The Fly Entrepreneur
Among the many things that my daddy liked to give us money for—besides washing his feet in the collard pot—was the summer fly reduction effort. If you were poor white folks in the middle of the country in the mid-seventies, you didn’t want any more insects around if you could help it, and not running the air conditioner to save money meant the windows had to be open. Energy prices were through the roof, the compact car craze was on the rise, and people were doing anything to save a few pennies. We remembered early-morning gas lines stretching for miles due to the gas crunch.
We were living on a shoestring budget; our family of five shared a seventy-foot trailer on a wooded lot. This lot was our project on the weekends. I can remember Daddy crackin’ the whip as we hauled dirt, branches, rocks, and twigs to the back of the lot. The pests were terrible. Seems like the only kind of insect we didn’t know about was the locust. I always thought locusts were some rare, exotic insect that only afflicted the Egyptians when Moses was mad. I can remember Charlton Heston warning Yul Brenner to free his people or else the locusts would come and get ’em.

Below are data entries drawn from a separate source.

#[cfg(test)]
mod tests {
    use super::*;
    use kernel_alloc::RamArena;
    use kernel_info::memory::{kernel_window, user_window};
    use kernel_vmem::X86PageTable;

    type Space = AddressSpace<X86PageTable>;

    fn setup(count: u64) -> (Arc<FrameAllocator>, Space, Space) {
        let base = PhysicalAddress::new(0x100_0000);
        let frames = Arc::new(FrameAllocator::new(Arc::new(RamArena::new(base, count))));
        frames.add_usable_range(base, count);
        let kernel = Space::create_for_kernel(&frames, kernel_window(), false).unwrap();
        let user = Space::create_for_user(&frames, &kernel, user_window()).unwrap();
        (frames, kernel, user)
    }

    fn va(v: u64) -> VirtualAddress {
        VirtualAddress::new(v)
    }

    fn rw() -> Access {
        Access::read_write().with_user(true)
    }

    #[test]
    fn anywhere_takes_lowest_gap() {
        let (_f, _k, space) = setup(32);
        let a = space.allocate_region(Placement::Anywhere, 2 * FRAME_SIZE, rw(), "a").unwrap();
        assert_eq!(a, va(0x1000));
        let b = space.allocate_region(Placement::Anywhere, FRAME_SIZE, rw(), "b").unwrap();
        assert_eq!(b, va(0x3000));
        space.unmap_region(a).unwrap();
        let c = space.allocate_region(Placement::Anywhere, FRAME_SIZE, rw(), "c").unwrap();
        assert_eq!(c, va(0x1000));
        let d = space.allocate_region(Placement::Anywhere, 2 * FRAME_SIZE, rw(), "d").unwrap();
        assert_eq!(d, va(0x4000));
        space.verify();
    }

    #[test]
    fn overlap_is_rejected_without_change() {
        let (_f, _k, space) = setup(32);
        space
            .allocate_region(Placement::Fixed(va(0x10_000)), 4 * FRAME_SIZE, rw(), "a")
            .unwrap();
        let before = space.amount_virtual();

        for (start, len) in [(0xe000, 3 * FRAME_SIZE), (0x13_000, FRAME_SIZE), (0xf000, 8 * FRAME_SIZE)] {
            let err = space
                .allocate_region(Placement::Fixed(va(start)), len, rw(), "b")
                .unwrap_err();
            assert_eq!(err, VmError::InvalidRange(VirtualRange::new(va(start), len).unwrap()));
        }
        assert_eq!(space.amount_virtual(), before);
        assert_eq!(space.regions().len(), 1);

        // Adjacent is fine.
        space
            .allocate_region(Placement::Fixed(va(0x14_000)), FRAME_SIZE, rw(), "c")
            .unwrap();
        space.verify();
    }

    #[test]
    fn placement_errors() {
        let (_f, _k, space) = setup(16);
        assert_eq!(
            space.allocate_region(Placement::Anywhere, 0, rw(), "x").unwrap_err(),
            VmError::InvalidLength(0)
        );
        assert_eq!(
            space
                .allocate_region(Placement::Fixed(va(0x1800)), FRAME_SIZE, rw(), "x")
                .unwrap_err(),
            VmError::Misaligned(va(0x1800))
        );
        // The null page is outside the user window.
        assert!(matches!(
            space.allocate_region(Placement::Fixed(va(0)), FRAME_SIZE, rw(), "x"),
            Err(VmError::InvalidRange(_))
        ));
    }

    #[test]
    fn find_and_remove() {
        let (_f, _k, space) = setup(16);
        let start = space
            .allocate_region(Placement::Fixed(va(0x40_0000)), 2 * FRAME_SIZE, rw(), "heap")
            .unwrap();
        let region = space.find_region_containing(va(0x40_1fff)).unwrap();
        assert_eq!(region.name(), "heap");
        assert_eq!(region.address_space(), Some(space.id()));
        assert!(space.find_region_containing(va(0x40_2000)).is_none());
        assert!(space.find_region_containing(va(0x3f_ffff)).is_none());

        space.remove_region(&region).unwrap();
        assert_eq!(space.remove_region(&region), Err(VmError::NoRegion(start)));
        assert_eq!(space.unmap_region(start), Err(VmError::NoRegion(start)));
    }

    #[test]
    fn lazy_regions_fault_in_zeroed_pages() {
        let (frames, _k, space) = setup(16);
        let start = space
            .allocate_region(Placement::Anywhere, 2 * FRAME_SIZE, rw(), "bss")
            .unwrap();
        assert_eq!(space.translate(start), None);
        assert_eq!(space.amount_resident(), 0);

        let kind = FaultKind::write_access().with_user(true);
        assert_eq!(space.handle_fault(start + 8, kind), FaultOutcome::Resolved);
        let t = space.translate(start).unwrap();
        assert!(t.flags.writable() && t.flags.user() && !t.flags.executable());
        assert_eq!(space.amount_resident(), FRAME_SIZE);

        // Fault again on the same page: nothing new is allocated.
        let allocations = frames.stats().allocations;
        assert_eq!(space.handle_fault(start, kind), FaultOutcome::Resolved);
        assert_eq!(frames.stats().allocations, allocations);
        space.verify();
    }

    #[test]
    fn access_violations_are_unrecoverable() {
        let (_f, _k, space) = setup(16);
        let ro = space
            .allocate_region(Placement::Anywhere, FRAME_SIZE, Access::read_only().with_user(true), "ro")
            .unwrap();
        let guard = space
            .allocate_region(Placement::Anywhere, FRAME_SIZE, Access::new().with_user(true), "guard")
            .unwrap();
        let violation = FaultOutcome::Unrecoverable(FaultError::AccessViolation);

        assert_eq!(space.handle_fault(ro, FaultKind::write_access().with_user(true)), violation);
        assert_eq!(space.handle_fault(ro, FaultKind::fetch().with_user(true)), violation);
        assert_eq!(space.handle_fault(guard, FaultKind::read_access().with_user(true)), violation);
        assert_eq!(
            space.handle_fault(va(0x7000_0000), FaultKind::read_access()),
            FaultOutcome::Unrecoverable(FaultError::NoRegion)
        );
        assert_eq!(
            space.handle_fault(ro, FaultKind::read_access().with_user(true)),
            FaultOutcome::Resolved
        );
    }

    #[test]
    fn protect_rewrites_entries() {
        let (_f, _k, space) = setup(16);
        let start = space
            .allocate_region(Placement::Anywhere, FRAME_SIZE, rw(), "data")
            .unwrap();
        assert!(space.handle_fault(start, FaultKind::write_access().with_user(true)).is_resolved());
        assert!(space.translate(start).unwrap().flags.writable());

        space.protect_region(start, Access::read_only().with_user(true)).unwrap();
        assert!(!space.translate(start).unwrap().flags.writable());

        space.protect_region(start, Access::new().with_user(true)).unwrap();
        assert_eq!(space.translate(start), None);
        assert_eq!(
            space.protect_region(va(0x9000_0000), rw()),
            Err(VmError::NoRegion(va(0x9000_0000)))
        );
        space.verify();
    }

    #[test]
    fn only_kernel_space_translations_are_global() {
        let (_f, kernel, user) = setup(32);
        let supervisor = Access::read_write();
        let kind = FaultKind::write_access();

        let private = user
            .allocate_region(Placement::Anywhere, FRAME_SIZE, supervisor, "kstack")
            .unwrap();
        assert!(user.handle_fault(private, kind).is_resolved());
        let t = user.translate(private).unwrap();
        assert!(!t.flags.user());
        assert!(!t.flags.global());

        let shared = kernel
            .allocate_region(Placement::Anywhere, FRAME_SIZE, supervisor, "heap")
            .unwrap();
        assert!(kernel.handle_fault(shared, kind).is_resolved());
        assert!(kernel.translate(shared).unwrap().flags.global());
        user.verify();
        kernel.verify();
    }

    #[test]
    fn user_window_must_stay_low() {
        let (frames, kernel, _u) = setup(8);
        assert_eq!(
            Space::create_for_user(&frames, &kernel, kernel_window()).unwrap_err(),
            VmError::KernelSpace
        );
    }
}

I guess my daddy was a modern-day pharaoh in his own right, because he sure caused the pests to afflict us. This wooded “paradise” came with the miserable equivalent of pestilence. We had mayflies, horseflies, dragonflies, ladybugs, stink bugs, brown ticks, deer ticks, crickets, water bugs, and mosquitoes the size of walnuts. Combine the energy conservation with pharaoh’s army of insects and you have yourself a problem. Naturally, we had to do something about it.
That’s where my daddy’s entrepreneurial skills kicked in again and he decided that he was going to pay us kids a nickel for every fly we killed. The only downside to this capital venture was that there were only two flyswatters in the house, and that meant one of us was doomed with the rolled-up newspaper. Anyone who has ever killed flies with a swatter and a paper knows the difference; a swatter is a far superior tool. I don’t know why I was doomed to be the unlucky one, but I tried to even the playing field a little bit.
Opening the windows in the summer sometimes meant flies died on the windowsills. I suppose it’s a nice quiet place for a fly to die—a room with a view, so to speak. One day, the window seat was loaded with dead flies. So I proceeded to roll them onto a paper towel hearse that my daddy had given me. Careful not to be seen, I whistled and pretended to be looking around the room when someone came in to inspect my work. At one point, I could hear my little brother, Mark, showing his stash to Daddy before we were done; he couldn’t wait to collect his nickels. Mark walked up to my daddy, who was sitting at the kitchen table watching TV as we slaughtered the enemy.
“Hey, Daddy! Look at this!” Mark exclaimed. “These two right here are stuck together! What’ll I get for this one?” he asked innocently.
A devilish snicker came from my daddy as he said dryly, “Oh, three or four thousand in a couple of days!” He laughed out loud at his own joke. My little brother was none the wiser and went back to his quarry with a befuddled look on his face, mixed with the expectation that he would reap great wealth from this venture.
Finally, when all the visible flies were gone, we went to the table to sort our flies. Daddy began counting my big sister Wendy’s first, and as he rolled each fly to the side with his retractable ballpoint pen, he counted, “Now that’s one, 5 cents, 2 is 10, 3 is 15” and so on. He pushed the flies aside and wrote her salary on the paper towel. “Who’s next?” he asked.
I jumped up to put the paper towel in front of him. I watched with dollars signs in my eyes. But it didn’t take long for Daddy the pharaoh to catch on.
“Seven, eight, nine . . . hey, wait a minute here . . .” My heart sunk because I knew I was busted. “What is this?” he boomed in his country bass voice. “Are you trying to pull a fast one on me, girl? You little shyster! What’s wrong with this fly here?”
I looked at him sheepishly, aware of the lump in my throat. One did not try to fool my daddy. I’m certain I gulped both from embarrassment and from concern that the egg turner was going to come out of the drawer and make a date with my tail. Daddy had noticed the difference in the flies. He’d seen that the flies on the windowsill were crispy instead of smushed like the ones that had been swatted.
“I know where you got these from!” he said with a smirk on his face. It never occurred to me that he would inspect the flies so closely. I remember thinking to myself that I should have smushed the flies before I took them to him.
“Now just for being a shyster,” he said to me, “I’m going to deduct a nickel for every windowsill fly I find.”
My brother and sister were laughing at my comeuppance. I can still hear Daddy’s snickers as he carefully sorted the flies. By the time it was all over, I ended up with only twenty cents. But at least I can say that I was conserving energy and cleaning up the environment all at the same time.